Your goal: From the data below, copy out every line in which the word "stored" occurs.

....

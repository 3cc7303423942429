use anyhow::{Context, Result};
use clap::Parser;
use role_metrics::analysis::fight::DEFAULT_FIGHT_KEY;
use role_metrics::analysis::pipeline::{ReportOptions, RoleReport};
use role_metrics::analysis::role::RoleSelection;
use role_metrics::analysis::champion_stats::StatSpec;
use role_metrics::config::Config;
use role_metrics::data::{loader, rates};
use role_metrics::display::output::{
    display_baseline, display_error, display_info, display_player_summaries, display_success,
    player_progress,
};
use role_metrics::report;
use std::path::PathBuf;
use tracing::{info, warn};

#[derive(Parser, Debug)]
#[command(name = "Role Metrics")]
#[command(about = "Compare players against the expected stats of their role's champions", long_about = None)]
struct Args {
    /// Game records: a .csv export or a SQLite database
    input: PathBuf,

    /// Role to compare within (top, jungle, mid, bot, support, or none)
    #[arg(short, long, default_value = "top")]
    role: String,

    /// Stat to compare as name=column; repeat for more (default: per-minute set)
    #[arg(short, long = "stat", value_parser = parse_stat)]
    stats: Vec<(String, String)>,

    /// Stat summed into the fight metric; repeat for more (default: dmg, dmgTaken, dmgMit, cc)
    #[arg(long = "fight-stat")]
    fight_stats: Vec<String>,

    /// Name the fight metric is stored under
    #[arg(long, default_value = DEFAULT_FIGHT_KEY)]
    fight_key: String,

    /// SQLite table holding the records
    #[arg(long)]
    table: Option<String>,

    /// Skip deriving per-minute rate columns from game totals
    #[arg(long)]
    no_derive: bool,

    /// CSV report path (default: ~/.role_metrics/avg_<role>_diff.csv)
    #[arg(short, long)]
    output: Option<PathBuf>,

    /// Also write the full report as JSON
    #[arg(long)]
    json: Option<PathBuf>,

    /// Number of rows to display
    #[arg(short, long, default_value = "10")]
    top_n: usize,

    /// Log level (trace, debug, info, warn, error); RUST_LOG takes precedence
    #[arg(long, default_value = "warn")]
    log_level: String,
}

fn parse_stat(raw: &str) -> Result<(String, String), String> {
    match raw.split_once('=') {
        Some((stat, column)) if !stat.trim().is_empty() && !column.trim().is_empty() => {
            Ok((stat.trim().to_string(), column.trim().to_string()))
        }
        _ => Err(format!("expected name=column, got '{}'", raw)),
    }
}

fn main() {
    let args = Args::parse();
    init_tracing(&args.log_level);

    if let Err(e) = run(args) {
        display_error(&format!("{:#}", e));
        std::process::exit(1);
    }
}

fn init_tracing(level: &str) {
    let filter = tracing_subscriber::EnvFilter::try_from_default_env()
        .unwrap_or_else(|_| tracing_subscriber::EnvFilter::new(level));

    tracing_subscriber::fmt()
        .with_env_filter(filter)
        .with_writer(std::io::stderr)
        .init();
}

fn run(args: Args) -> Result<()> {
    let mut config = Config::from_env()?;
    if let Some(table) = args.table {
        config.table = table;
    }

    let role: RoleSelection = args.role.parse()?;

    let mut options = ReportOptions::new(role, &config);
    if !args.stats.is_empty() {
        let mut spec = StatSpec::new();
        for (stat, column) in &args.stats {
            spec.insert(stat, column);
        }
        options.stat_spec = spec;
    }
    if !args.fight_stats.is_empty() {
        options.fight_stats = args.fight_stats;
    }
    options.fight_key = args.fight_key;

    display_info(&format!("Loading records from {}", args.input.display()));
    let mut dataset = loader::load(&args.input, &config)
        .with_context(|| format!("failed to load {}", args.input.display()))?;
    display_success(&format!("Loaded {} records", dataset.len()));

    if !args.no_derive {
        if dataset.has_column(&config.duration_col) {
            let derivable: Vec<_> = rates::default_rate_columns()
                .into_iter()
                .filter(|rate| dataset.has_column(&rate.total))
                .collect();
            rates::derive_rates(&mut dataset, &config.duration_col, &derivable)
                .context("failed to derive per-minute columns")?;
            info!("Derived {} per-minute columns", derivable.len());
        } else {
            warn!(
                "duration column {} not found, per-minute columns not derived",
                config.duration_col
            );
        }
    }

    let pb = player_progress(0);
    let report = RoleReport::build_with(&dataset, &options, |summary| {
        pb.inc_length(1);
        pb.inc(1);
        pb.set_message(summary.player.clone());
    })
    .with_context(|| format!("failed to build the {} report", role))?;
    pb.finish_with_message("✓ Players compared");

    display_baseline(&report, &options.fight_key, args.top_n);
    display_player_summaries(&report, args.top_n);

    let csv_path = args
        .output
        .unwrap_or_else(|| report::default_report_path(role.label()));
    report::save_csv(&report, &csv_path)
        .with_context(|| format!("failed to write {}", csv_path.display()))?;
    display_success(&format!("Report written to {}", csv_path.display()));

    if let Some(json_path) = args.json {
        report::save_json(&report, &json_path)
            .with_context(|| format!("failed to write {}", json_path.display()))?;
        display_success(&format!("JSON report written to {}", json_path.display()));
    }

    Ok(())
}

....

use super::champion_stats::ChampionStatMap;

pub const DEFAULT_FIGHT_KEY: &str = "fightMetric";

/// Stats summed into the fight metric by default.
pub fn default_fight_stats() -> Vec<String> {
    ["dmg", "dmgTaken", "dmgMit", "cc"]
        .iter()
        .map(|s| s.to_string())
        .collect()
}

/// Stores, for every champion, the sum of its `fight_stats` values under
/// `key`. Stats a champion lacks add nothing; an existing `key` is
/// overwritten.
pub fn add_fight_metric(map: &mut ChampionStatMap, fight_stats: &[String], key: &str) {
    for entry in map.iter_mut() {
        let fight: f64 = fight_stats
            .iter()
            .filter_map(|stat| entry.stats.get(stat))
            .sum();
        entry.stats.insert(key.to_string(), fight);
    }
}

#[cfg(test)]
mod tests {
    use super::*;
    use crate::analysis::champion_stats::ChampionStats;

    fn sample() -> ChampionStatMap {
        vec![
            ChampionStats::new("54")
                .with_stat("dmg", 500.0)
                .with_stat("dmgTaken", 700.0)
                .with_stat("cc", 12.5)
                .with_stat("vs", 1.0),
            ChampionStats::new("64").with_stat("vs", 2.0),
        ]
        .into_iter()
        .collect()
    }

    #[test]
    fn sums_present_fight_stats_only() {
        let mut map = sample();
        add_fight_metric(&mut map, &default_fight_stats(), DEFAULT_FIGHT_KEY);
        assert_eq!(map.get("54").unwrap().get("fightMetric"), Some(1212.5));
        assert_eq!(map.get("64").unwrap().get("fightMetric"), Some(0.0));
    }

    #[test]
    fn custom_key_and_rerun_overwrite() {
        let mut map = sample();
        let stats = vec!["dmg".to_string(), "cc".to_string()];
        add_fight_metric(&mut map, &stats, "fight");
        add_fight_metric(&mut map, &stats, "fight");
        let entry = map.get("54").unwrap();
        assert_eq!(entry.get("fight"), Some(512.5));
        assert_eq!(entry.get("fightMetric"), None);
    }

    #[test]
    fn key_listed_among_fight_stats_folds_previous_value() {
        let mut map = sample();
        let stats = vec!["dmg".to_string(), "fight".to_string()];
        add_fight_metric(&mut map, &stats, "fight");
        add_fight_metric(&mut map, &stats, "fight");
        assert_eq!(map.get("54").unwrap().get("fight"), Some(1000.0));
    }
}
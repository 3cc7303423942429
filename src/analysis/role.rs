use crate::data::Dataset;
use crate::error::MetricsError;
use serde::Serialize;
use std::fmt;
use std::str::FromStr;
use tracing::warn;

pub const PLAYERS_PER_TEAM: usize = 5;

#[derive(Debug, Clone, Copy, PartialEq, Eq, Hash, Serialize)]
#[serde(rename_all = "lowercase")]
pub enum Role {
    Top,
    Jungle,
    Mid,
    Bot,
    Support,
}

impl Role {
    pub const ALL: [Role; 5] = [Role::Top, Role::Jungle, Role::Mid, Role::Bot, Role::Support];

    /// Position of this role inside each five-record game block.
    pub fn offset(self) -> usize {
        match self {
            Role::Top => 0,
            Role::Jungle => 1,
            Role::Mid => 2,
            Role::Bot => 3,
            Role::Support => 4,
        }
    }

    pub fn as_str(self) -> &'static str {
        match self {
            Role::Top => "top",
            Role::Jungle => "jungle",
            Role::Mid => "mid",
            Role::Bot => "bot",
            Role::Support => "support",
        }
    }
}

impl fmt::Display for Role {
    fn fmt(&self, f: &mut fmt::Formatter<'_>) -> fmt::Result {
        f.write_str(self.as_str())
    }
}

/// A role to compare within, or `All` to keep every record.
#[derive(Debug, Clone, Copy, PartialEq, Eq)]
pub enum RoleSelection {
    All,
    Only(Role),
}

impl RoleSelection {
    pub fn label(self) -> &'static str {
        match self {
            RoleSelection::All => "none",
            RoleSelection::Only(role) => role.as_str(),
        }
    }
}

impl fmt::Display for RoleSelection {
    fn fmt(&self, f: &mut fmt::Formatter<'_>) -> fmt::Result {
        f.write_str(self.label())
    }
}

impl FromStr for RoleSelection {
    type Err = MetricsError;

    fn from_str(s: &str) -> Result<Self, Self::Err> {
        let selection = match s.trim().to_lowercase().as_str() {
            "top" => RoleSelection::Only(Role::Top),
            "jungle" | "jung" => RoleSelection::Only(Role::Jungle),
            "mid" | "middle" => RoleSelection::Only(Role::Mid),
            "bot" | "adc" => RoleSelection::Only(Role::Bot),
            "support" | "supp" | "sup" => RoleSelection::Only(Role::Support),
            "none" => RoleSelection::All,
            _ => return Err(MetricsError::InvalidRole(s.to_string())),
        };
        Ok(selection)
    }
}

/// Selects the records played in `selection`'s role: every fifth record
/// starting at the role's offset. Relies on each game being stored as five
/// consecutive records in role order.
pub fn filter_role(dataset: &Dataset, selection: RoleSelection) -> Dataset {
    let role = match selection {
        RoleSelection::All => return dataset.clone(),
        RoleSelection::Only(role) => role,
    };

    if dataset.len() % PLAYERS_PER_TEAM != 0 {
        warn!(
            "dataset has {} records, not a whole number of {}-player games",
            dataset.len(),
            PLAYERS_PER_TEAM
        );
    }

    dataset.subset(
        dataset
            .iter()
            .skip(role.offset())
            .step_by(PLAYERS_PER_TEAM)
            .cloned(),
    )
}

....

Result:
    /// Name the fight metric is stored under
/// starting at the role's offset. Relies on each game being stored as five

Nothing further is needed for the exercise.